● What you have to do
Every line in the entries where "that" is found should be copied.

● Record extracts
//! Proxy identities.
//!
//! Every remote object proxy is addressed by an opaque token that must stay
//! collision-free for the lifetime of a channel. UUID v4 gives that without
//! any cross-context coordination.

use std::fmt;

use serde::{Deserialize, Serialize};
use uuid::Uuid;

/// Opaque identity of a remote object proxy within one channel.
#[derive(Debug, Clone, Copy, PartialEq, Eq, Hash, Serialize, Deserialize)]
#[serde(transparent)]
pub struct ProxyId(Uuid);

impl ProxyId {
    /// Allocate a fresh identity.
    pub fn generate() -> Self {
        Self(Uuid::new_v4())
    }
}

impl fmt::Display for ProxyId {
    fn fmt(&self, f: &mut fmt::Formatter<'_>) -> fmt::Result {
        self.0.fmt(f)
    }
}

● Solution below
//! Every remote object proxy is addressed by an opaque token that must stay
//! collision-free for the lifetime of a channel. UUID v4 gives that without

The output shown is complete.